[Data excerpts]

╭──

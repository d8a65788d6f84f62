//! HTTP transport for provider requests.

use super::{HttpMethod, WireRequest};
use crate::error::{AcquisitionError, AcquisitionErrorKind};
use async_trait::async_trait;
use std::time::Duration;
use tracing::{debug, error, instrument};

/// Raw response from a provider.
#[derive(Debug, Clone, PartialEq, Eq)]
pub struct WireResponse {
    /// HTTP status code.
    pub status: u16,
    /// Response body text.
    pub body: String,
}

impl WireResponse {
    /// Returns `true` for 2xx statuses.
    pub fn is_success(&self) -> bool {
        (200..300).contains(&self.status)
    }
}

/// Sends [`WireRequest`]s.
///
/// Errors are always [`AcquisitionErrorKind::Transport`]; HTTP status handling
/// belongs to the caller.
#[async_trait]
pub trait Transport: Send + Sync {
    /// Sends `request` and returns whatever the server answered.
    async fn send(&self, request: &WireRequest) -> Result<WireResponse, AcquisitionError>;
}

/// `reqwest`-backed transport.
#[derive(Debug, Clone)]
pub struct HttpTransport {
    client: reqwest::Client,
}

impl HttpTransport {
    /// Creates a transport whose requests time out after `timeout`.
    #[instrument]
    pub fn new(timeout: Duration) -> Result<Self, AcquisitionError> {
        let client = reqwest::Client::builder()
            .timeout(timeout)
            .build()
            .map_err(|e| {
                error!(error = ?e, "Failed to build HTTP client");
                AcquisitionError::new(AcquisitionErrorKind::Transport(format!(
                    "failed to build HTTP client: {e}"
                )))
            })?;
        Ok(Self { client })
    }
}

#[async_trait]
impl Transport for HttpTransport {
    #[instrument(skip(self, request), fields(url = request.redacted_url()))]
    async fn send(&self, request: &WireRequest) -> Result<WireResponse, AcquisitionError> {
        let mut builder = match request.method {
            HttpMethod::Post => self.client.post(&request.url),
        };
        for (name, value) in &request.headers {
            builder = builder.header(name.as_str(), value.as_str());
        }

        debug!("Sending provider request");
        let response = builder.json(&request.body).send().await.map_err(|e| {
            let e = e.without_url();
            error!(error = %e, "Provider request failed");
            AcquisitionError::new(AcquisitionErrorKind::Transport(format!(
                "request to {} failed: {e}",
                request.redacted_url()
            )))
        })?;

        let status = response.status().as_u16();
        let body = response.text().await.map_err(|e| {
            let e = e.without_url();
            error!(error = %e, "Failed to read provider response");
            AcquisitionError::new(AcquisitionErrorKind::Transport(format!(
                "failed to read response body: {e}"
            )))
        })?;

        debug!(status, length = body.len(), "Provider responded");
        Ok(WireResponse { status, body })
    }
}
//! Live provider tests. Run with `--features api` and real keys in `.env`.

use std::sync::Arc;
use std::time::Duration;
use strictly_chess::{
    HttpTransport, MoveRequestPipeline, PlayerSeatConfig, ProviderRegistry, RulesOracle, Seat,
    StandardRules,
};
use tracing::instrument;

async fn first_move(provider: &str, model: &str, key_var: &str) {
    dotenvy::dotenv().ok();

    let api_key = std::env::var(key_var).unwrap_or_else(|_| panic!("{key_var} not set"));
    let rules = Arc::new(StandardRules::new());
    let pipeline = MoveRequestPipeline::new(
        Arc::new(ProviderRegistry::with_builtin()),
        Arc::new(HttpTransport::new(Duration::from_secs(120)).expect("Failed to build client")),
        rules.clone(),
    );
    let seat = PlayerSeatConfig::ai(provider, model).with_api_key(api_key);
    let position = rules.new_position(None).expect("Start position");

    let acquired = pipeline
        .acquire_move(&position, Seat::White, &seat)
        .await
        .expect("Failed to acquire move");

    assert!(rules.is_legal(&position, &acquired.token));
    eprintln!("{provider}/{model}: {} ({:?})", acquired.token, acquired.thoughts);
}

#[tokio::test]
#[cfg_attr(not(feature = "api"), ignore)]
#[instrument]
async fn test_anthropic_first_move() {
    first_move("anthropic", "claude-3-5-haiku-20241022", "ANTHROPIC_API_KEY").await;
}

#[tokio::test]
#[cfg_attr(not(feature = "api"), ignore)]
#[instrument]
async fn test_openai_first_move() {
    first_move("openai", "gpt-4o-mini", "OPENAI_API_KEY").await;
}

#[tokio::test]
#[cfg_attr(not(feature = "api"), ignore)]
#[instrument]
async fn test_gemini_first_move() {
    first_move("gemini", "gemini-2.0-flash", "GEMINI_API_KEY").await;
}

╰──
╭──

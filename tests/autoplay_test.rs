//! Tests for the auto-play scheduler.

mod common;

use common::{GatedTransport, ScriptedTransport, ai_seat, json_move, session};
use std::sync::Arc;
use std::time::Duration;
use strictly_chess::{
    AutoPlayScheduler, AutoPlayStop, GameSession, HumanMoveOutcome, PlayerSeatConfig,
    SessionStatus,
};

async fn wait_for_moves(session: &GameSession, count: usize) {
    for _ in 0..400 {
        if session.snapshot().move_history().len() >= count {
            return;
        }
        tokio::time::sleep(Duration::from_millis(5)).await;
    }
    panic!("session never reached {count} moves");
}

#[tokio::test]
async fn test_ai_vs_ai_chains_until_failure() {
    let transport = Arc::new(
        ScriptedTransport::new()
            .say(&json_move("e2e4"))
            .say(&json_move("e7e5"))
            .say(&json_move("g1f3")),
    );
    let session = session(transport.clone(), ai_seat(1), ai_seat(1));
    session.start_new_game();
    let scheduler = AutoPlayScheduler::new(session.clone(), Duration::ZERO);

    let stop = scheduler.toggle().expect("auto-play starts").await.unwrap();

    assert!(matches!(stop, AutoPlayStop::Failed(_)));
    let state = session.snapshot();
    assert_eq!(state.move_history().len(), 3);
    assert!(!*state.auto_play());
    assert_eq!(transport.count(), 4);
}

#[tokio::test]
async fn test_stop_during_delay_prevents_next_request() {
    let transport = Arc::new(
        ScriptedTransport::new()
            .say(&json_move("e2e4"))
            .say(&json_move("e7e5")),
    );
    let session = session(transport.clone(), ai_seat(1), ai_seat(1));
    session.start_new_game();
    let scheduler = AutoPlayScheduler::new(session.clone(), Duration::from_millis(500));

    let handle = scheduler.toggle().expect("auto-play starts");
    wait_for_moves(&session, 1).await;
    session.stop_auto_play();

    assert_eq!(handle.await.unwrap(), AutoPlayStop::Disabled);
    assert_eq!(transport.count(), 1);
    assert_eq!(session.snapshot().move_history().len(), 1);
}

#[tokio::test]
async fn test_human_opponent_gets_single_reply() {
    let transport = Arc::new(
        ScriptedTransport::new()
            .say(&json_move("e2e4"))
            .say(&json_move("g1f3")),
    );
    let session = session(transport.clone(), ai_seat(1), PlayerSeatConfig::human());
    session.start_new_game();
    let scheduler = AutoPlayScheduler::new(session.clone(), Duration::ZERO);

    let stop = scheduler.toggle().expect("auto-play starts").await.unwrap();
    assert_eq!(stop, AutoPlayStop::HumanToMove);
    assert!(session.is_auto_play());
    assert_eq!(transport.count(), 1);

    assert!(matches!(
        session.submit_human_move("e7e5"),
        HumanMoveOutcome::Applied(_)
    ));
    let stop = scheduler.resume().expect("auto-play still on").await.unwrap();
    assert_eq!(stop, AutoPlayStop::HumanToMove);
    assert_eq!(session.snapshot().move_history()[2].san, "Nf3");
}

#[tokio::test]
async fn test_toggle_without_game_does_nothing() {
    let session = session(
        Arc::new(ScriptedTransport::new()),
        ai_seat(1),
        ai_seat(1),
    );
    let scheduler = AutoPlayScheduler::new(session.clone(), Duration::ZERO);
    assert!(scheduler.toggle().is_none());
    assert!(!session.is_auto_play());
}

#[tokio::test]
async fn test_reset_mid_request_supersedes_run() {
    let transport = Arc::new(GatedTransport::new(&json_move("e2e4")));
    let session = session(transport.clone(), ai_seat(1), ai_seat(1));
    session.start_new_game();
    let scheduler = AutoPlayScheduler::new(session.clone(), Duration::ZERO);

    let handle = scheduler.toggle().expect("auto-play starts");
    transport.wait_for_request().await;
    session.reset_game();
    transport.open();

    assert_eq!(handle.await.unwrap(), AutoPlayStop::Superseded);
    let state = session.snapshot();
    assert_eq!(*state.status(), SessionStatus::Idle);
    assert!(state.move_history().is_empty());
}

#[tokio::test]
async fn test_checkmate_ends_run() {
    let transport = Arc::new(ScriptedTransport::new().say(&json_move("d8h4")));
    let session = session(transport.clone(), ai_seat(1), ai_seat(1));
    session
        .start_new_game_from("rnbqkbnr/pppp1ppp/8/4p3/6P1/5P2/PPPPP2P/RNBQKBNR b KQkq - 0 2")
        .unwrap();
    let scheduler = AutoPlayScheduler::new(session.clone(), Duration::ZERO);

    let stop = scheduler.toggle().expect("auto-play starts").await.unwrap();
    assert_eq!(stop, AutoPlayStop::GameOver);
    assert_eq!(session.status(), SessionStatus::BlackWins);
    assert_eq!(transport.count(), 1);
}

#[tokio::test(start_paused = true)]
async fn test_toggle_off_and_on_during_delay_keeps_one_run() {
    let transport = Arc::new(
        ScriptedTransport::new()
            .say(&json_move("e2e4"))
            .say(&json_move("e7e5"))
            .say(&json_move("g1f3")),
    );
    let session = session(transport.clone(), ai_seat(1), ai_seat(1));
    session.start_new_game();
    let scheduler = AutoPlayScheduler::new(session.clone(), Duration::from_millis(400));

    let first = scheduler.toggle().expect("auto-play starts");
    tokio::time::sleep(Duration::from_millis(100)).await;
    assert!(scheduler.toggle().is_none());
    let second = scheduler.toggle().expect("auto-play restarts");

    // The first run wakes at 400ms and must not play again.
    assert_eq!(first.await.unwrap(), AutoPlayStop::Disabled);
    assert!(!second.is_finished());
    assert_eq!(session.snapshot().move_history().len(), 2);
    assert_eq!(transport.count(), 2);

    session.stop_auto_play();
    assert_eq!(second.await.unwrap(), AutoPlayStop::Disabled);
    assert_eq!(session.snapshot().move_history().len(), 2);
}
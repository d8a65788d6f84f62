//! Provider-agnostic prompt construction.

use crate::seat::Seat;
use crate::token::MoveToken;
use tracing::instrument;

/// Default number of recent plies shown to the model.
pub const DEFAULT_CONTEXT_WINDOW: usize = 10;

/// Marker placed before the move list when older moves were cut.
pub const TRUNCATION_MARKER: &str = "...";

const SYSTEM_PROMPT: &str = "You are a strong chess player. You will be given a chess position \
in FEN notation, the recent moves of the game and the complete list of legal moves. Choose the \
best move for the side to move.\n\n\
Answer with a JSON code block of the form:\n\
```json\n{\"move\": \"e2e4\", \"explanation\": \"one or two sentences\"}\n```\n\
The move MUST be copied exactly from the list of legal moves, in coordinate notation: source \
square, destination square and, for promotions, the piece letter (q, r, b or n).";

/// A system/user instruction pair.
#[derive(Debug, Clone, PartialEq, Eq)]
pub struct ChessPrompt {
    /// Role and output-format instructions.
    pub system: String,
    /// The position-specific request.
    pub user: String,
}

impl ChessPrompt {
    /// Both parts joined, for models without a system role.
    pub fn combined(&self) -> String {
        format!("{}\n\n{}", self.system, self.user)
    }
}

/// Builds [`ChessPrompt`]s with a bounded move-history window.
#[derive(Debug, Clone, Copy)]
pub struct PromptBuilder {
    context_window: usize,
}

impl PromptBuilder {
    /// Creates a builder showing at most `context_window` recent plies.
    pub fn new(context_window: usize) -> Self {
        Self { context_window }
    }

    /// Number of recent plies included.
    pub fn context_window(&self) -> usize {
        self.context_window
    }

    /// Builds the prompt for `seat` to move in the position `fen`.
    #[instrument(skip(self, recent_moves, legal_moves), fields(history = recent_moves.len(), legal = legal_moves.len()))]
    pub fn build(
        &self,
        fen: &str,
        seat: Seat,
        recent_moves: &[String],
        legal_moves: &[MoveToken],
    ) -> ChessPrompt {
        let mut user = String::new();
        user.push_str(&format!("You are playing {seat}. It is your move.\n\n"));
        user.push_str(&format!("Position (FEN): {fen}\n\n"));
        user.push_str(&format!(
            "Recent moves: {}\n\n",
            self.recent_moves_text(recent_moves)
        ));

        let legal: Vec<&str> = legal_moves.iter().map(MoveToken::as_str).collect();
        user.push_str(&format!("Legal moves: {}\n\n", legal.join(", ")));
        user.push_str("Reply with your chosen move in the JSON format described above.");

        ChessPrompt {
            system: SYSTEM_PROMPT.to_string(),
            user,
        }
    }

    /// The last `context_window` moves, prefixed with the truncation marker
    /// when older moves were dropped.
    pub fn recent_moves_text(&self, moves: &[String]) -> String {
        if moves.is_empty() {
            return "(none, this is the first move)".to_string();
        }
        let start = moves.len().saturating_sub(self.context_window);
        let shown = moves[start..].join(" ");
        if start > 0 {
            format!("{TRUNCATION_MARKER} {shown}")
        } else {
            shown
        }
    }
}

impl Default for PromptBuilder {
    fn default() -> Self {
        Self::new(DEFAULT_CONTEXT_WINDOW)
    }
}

╰──

> **EXERCISE INSTRUCTIONS**: Please go through the data and copy each line containing the word "PlayerSeatConfig".

> **EXPECTED ANSWER**:
    HttpTransport, MoveRequestPipeline, PlayerSeatConfig, ProviderRegistry, RulesOracle, Seat,
    let seat = PlayerSeatConfig::ai(provider, model).with_api_key(api_key);
    AutoPlayScheduler, AutoPlayStop, GameSession, HumanMoveOutcome, PlayerSeatConfig,
    let session = session(transport.clone(), ai_seat(1), PlayerSeatConfig::human());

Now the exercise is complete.